What are the key dates?

  • April 1, 2018 – Any disability claim filed after April 1, 2018 must be administered in strict compliance with the new claims procedures (even if the plan document and summary plan description (SPD) are not yet updated to include the new procedures).
  • December 31, 2018 – Tax qualified retirement plan amendments, if needed, must be applicable as of April 1, 2018 and adopted no later than December 31, 2018 (tax qualified retirement plan regulations generally require any amendment to the plan's terms to be adopted no later than the end of the year in which it becomes effective).
  • July 29, 2019 – An updated summary plan description (SPD) or summary of material modifications (SMM) to the SPD reflecting the new procedures for disability benefit claims filed after April 1, 2018 must be prepared and distributed to eligible plan participants no later than July 29, 2019. This is the same deadline typically applicable for communicating changes in the plan terms to participants (i.e., no later than 210 days following the end of the year in which the change became effective). However, the DOL generally recommends providing participants with the updated claims procedure (via a SMM or updated SPD) as soon as possible to inform participants of the new procedures.
  • July 29, 2019 – Any necessary amendments to plan documents (other than tax qualified retirement plans; see above) should be adopted at the same time as the updated SPD or SMM (no later than July 29, 2019) and applicable as of April 1, 2018.

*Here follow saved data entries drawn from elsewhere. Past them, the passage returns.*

use std::collections::BTreeMap;
use std::io;

use serde_json::Value;

/// A response from the Percy CLI API.
///
/// `body` holds parsed JSON when the server declared `application/json` and
/// the text parsed; otherwise it holds the raw text as a JSON string.
#[derive(Clone, Debug, PartialEq)]
pub struct PercyResponse {
    pub status: u16,
    pub status_text: String,
    /// Header names are lowercased.
    pub headers: BTreeMap<String, String>,
    pub body: Value,
}

impl PercyResponse {
    pub(crate) fn from_ureq(response: ureq::Response) -> io::Result<Self> {
        let status = response.status();
        let status_text = response.status_text().to_owned();
        let headers = response
            .headers_names()
            .into_iter()
            .filter_map(|name| {
                let value = response.header(&name)?.to_owned();
                Some((name.to_ascii_lowercase(), value))
            })
            .collect();
        let is_json = response.content_type() == "application/json";
        let text = response.into_string()?;
        let body = if is_json {
            serde_json::from_str(&text).unwrap_or(Value::String(text))
        } else {
            Value::String(text)
        };
        Ok(Self {
            status,
            status_text,
            headers,
            body,
        })
    }

    pub fn header(&self, name: &str) -> Option<&str> {
        self.headers
            .get(&name.to_ascii_lowercase())
            .map(String::as_str)
    }

    pub fn is_success(&self) -> bool {
        (200..300).contains(&self.status)
    }

    /// `body.error` when the server supplied one, else `"<status> <text>"`.
    pub fn error_message(&self) -> String {
        match self.body.get("error").and_then(Value::as_str) {
            Some(message) => message.to_owned(),
            None => format!("{} {}", self.status, self.status_text),
        }
    }

    /// Body text, or the JSON rendering of a parsed body.
    pub fn text(&self) -> String {
        match &self.body {
            Value::String(text) => text.clone(),
            other => other.to_string(),
        }
    }
}
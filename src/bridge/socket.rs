use std::fmt;
use std::mem;
use std::sync::Arc;

use parking_lot::Mutex;

use super::BridgeError;

/// Callback receiving each inbound UTF-8 text frame.
pub type MessageHandler = Arc<dyn Fn(&str) + Send + Sync>;

/// Frames held for a handler that has not been installed yet.
const MAX_PENDING_FRAMES: usize = 128;

/// An open, bidirectional text-frame connection to a remote peer.
///
/// Implementations deliver inbound frames to the handler installed with
/// [`RemoteSocket::set_message_handler`]. Frames that arrive before the first
/// handler is installed are held and handed to it in arrival order; frames
/// arriving after a handler has been removed are discarded.
pub trait RemoteSocket: Send + Sync {
    fn send(&self, frame: &str) -> Result<(), BridgeError>;

    /// Return `true` while the connection is usable.
    fn is_open(&self) -> bool;

    fn set_message_handler(&self, handler: Option<MessageHandler>);
}

#[derive(Default)]
struct SlotState {
    handler: Option<MessageHandler>,
    attached: bool,
    pending: Vec<String>,
}

/// Handler storage shared by the socket implementations.
///
/// `delivery` serialises handler calls so frames held before the first
/// handler reach it ahead of anything the reader delivers afterwards.
#[derive(Default)]
pub(crate) struct HandlerSlot {
    delivery: Mutex<()>,
    state: Mutex<SlotState>,
}

impl HandlerSlot {
    /// Hand `frame` to the installed handler, or hold it until the first
    /// handler arrives. Returns `true` when a handler received it.
    pub(crate) fn dispatch(&self, frame: &str) -> bool {
        let _turn = self.delivery.lock();
        let handler = {
            let mut state = self.state.lock();
            match &state.handler {
                Some(handler) => Some(Arc::clone(handler)),
                None => {
                    if !state.attached && state.pending.len() < MAX_PENDING_FRAMES {
                        state.pending.push(frame.to_owned());
                    }
                    None
                }
            }
        };
        match handler {
            Some(handler) => {
                handler(frame);
                true
            }
            None => false,
        }
    }

    pub(crate) fn set(&self, handler: Option<MessageHandler>) {
        let first = handler.is_some() && !self.state.lock().attached;
        if !first {
            self.state.lock().handler = handler;
            return;
        }

        let _turn = self.delivery.lock();
        let pending = {
            let mut state = self.state.lock();
            state.attached = true;
            state.handler = handler.clone();
            mem::take(&mut state.pending)
        };
        if let Some(handler) = handler {
            for frame in &pending {
                handler(frame);
            }
        }
    }

    pub(crate) fn is_set(&self) -> bool {
        self.state.lock().handler.is_some()
    }
}

/// Detaches a bridge from its socket when run.
pub struct Teardown {
    action: Box<dyn FnOnce() + Send>,
}

impl Teardown {
    pub(crate) fn new(action: impl FnOnce() + Send + 'static) -> Self {
        Self {
            action: Box::new(action),
        }
    }

    pub fn run(self) {
        (self.action)();
    }
}

impl fmt::Debug for Teardown {
    fn fmt(&self, f: &mut fmt::Formatter<'_>) -> fmt::Result {
        f.write_str("Teardown(..)")
    }
}

/// Compare two sockets by allocation, ignoring vtable identity.
pub(crate) fn same_socket(a: &Arc<dyn RemoteSocket>, b: &Arc<dyn RemoteSocket>) -> bool {
    std::ptr::addr_eq(Arc::as_ptr(a), Arc::as_ptr(b))
}
use crate::{
    formatter::LogLine,
    level::LogLevel,
    log_record::{Message, Meta},
};

use super::Logger;

/// Logging functions bound to one namespace.
///
/// Groups are cheap to clone and share the state of the [`Logger`] they were
/// created from.
#[derive(Clone, Debug)]
pub struct Group {
    logger: Logger,
    namespace: String,
}

impl Group {
    pub(super) fn new(logger: Logger, namespace: String) -> Self {
        Self { logger, namespace }
    }

    pub fn namespace(&self) -> &str {
        &self.namespace
    }

    pub fn logger(&self) -> &Logger {
        &self.logger
    }

    pub fn log(&self, level: LogLevel, message: impl Into<Message>, meta: Meta) {
        self.logger.log(&self.namespace, level, message, meta);
    }

    pub fn debug(&self, message: impl Into<Message>) {
        self.debug_with(message, Meta::new());
    }

    pub fn debug_with(&self, message: impl Into<Message>, meta: Meta) {
        self.log(LogLevel::Debug, message, meta);
    }

    pub fn info(&self, message: impl Into<Message>) {
        self.info_with(message, Meta::new());
    }

    pub fn info_with(&self, message: impl Into<Message>, meta: Meta) {
        self.log(LogLevel::Info, message, meta);
    }

    pub fn warn(&self, message: impl Into<Message>) {
        self.warn_with(message, Meta::new());
    }

    pub fn warn_with(&self, message: impl Into<Message>, meta: Meta) {
        self.log(LogLevel::Warn, message, meta);
    }

    pub fn error(&self, message: impl Into<Message>) {
        self.error_with(message, Meta::new());
    }

    pub fn error_with(&self, message: impl Into<Message>, meta: Meta) {
        self.log(LogLevel::Error, message, meta);
    }

    /// Warn once per distinct `message` for the logger's lifetime.
    pub fn deprecated(&self, message: &str) {
        self.logger.deprecated(&self.namespace, message, Meta::new());
    }

    pub fn should_log(&self, level: &str) -> bool {
        self.logger.should_log(&self.namespace, level)
    }

    pub fn progress(&self, message: Option<&str>, persist: bool) {
        self.logger.progress(&self.namespace, message, persist);
    }

    /// Format `message` as this namespace would print it, without level
    /// colouring.
    pub fn format(&self, message: &str) -> String {
        self.logger.format(&LogLine::namespaced(&self.namespace, message))
    }

    /// Format with every field supplied.
    pub fn format_full(&self, level: LogLevel, message: &str, elapsed_ms: Option<i64>) -> String {
        self.logger.format(&LogLine::full(
            &self.namespace,
            level.as_str(),
            message,
            elapsed_ms,
        ))
    }

    pub fn loglevel(&self) -> LogLevel {
        self.logger.loglevel()
    }
}
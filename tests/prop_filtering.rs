//! Property-based tests for level thresholds and namespace patterns.
//!
//! Random namespaces, levels and thresholds check that what the logger prints
//! and what it stores always agree with the filtering rules.

mod test_utils;

use percy_utils::{LogLevel, LoggerConfig, NamespaceFilter};
use proptest::prelude::*;
use test_utils::captured_with;

fn level() -> impl Strategy<Value = LogLevel> {
    prop_oneof![
        Just(LogLevel::Debug),
        Just(LogLevel::Info),
        Just(LogLevel::Warn),
        Just(LogLevel::Error),
    ]
}

proptest! {
    #[test]
    fn shown_iff_at_or_above_threshold(threshold in level(), call in level(), ns in "[a-z]{1,8}") {
        let c = captured_with(LoggerConfig::new().with_loglevel(threshold));
        c.logger.log(&ns, call, "message", Default::default());

        let printed = !c.stdout.contents().is_empty() || !c.stderr.contents().is_empty();
        prop_assert_eq!(printed, call >= threshold);
        prop_assert_eq!(c.logger.query(|_| true).len(), 1);
    }

    #[test]
    fn exclusion_always_wins(ns in "[a-z]{1,8}(:[a-z]{1,8}){0,2}") {
        let source = format!("{ns},*,-{ns}");
        let filter = NamespaceFilter::parse(&source)
            .expect("valid pattern")
            .expect("has tokens");
        prop_assert!(!filter.matches(&ns));
    }

    #[test]
    fn wildcard_suffix_covers_children(parent in "[a-z]{1,8}", child in "[a-z]{1,8}") {
        let filter = NamespaceFilter::parse(&format!("{parent}:*"))
            .expect("valid pattern")
            .expect("has tokens");
        prop_assert!(filter.matches(&parent));
        let full = format!("{parent}:{child}");
        prop_assert!(filter.matches(&full));
    }
}
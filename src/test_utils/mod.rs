//! In-memory stand-ins for output streams and remote sockets.
//!
//! Compiled for the crate's own tests and, through the `test-util` feature,
//! for integration tests.

mod channel_socket;
mod shared_buffer;

pub use channel_socket::ChannelSocket;
pub use shared_buffer::SharedBuf;
//! Logger configuration.
//!
//! [`LoggerConfig`] captures the two environment variables that shape a new
//! logger: `PERCY_DEBUG`, a namespace filter string which also enables debug
//! output, and `PERCY_LOGLEVEL`, the default threshold. When both are set the
//! debug string wins.

use log::warn;

use crate::level::LogLevel;

/// Environment variable holding the namespace filter string.
pub const DEBUG_VAR: &str = "PERCY_DEBUG";
/// Environment variable holding the default log level.
pub const LOGLEVEL_VAR: &str = "PERCY_LOGLEVEL";

#[derive(Clone, Debug, Default, PartialEq, Eq)]
pub struct LoggerConfig {
    debug: Option<String>,
    loglevel: Option<LogLevel>,
}

impl LoggerConfig {
    pub fn new() -> Self {
        Self::default()
    }

    /// Read the configuration from the process environment.
    pub fn from_env() -> Self {
        Self::from_lookup(|key| std::env::var(key).ok())
    }

    /// Build the configuration from an arbitrary variable lookup.
    ///
    /// An unknown `PERCY_LOGLEVEL` value is ignored with a warning.
    pub fn from_lookup(lookup: impl Fn(&str) -> Option<String>) -> Self {
        let debug = lookup(DEBUG_VAR).filter(|s| !s.is_empty());
        let loglevel = lookup(LOGLEVEL_VAR)
            .filter(|s| !s.is_empty())
            .and_then(|raw| match raw.parse() {
                Ok(level) => Some(level),
                Err(err) => {
                    warn!("LoggerConfig: ignoring {LOGLEVEL_VAR}: {err}");
                    None
                }
            });
        Self { debug, loglevel }
    }

    pub fn with_debug(mut self, namespaces: impl Into<String>) -> Self {
        self.debug = Some(namespaces.into());
        self
    }

    pub fn with_loglevel(mut self, level: LogLevel) -> Self {
        self.loglevel = Some(level);
        self
    }

    pub fn debug(&self) -> Option<&str> {
        self.debug.as_deref()
    }

    pub fn loglevel(&self) -> Option<LogLevel> {
        self.loglevel
    }
}

#[cfg(test)]
mod tests {
    use super::*;
    use std::collections::HashMap;

    fn lookup(vars: &[(&str, &str)]) -> impl Fn(&str) -> Option<String> {
        let map: HashMap<String, String> = vars
            .iter()
            .map(|(k, v)| ((*k).to_owned(), (*v).to_owned()))
            .collect();
        move |key| map.get(key).cloned()
    }

    #[test]
    fn empty_environment_yields_defaults() {
        assert_eq!(LoggerConfig::from_lookup(lookup(&[])), LoggerConfig::default());
    }

    #[test]
    fn reads_both_variables() {
        let config = LoggerConfig::from_lookup(lookup(&[
            (DEBUG_VAR, "cli:*"),
            (LOGLEVEL_VAR, "warn"),
        ]));
        assert_eq!(config.debug(), Some("cli:*"));
        assert_eq!(config.loglevel(), Some(LogLevel::Warn));
    }

    #[test]
    fn ignores_blank_and_invalid_values() {
        let config = LoggerConfig::from_lookup(lookup(&[(DEBUG_VAR, ""), (LOGLEVEL_VAR, "loud")]));
        assert_eq!(config, LoggerConfig::default());
    }
}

What happens if a plan fails to comply with the new rules?

Unless the failure is deemed "de minimis" under the new rules2, a claimant who has received a denial of benefits or other adverse determination is deemed to have already exhausted the internal administrative remedies available under the plan such that the claimant can immediately proceed to file a civil lawsuit. Additionally, the plan will not receive the benefit of the deferential "arbitrary or capricious" standard of review of the claims administrator's decision which would otherwise have applied under ERISA if the lawsuit had been brought following exhaustion of the plan's claims procedures.

Footnotes

1. Even if a plan's definition of disability refers to a definition in the Internal Revenue Code (such as Section 22(e)(3)), a disability determination still must be made by the plan sponsor or the plan sponsor's administrator or agent. The referenced statutory definition is considered only to set forth the standard for making the determination.

2. A failure is de minimis if it (i) does not cause, and is not likely to cause, prejudice or harm to the claimant, (ii) was for good cause or due to matters beyond the control of the plan, (iii) occurred in the context of an ongoing, good faith exchange of information between the plan and the claimant, and (iv) is not part of a pattern or practice of violations by the plan. Upon request, a claimant is entitled to receive within 10 days a written explanation from the plan of the specific reasons a failure is considered to be de minimis.

The content of this article is intended to provide a general guide to the subject matter. Specialist advice should be sought about your specific circumstances.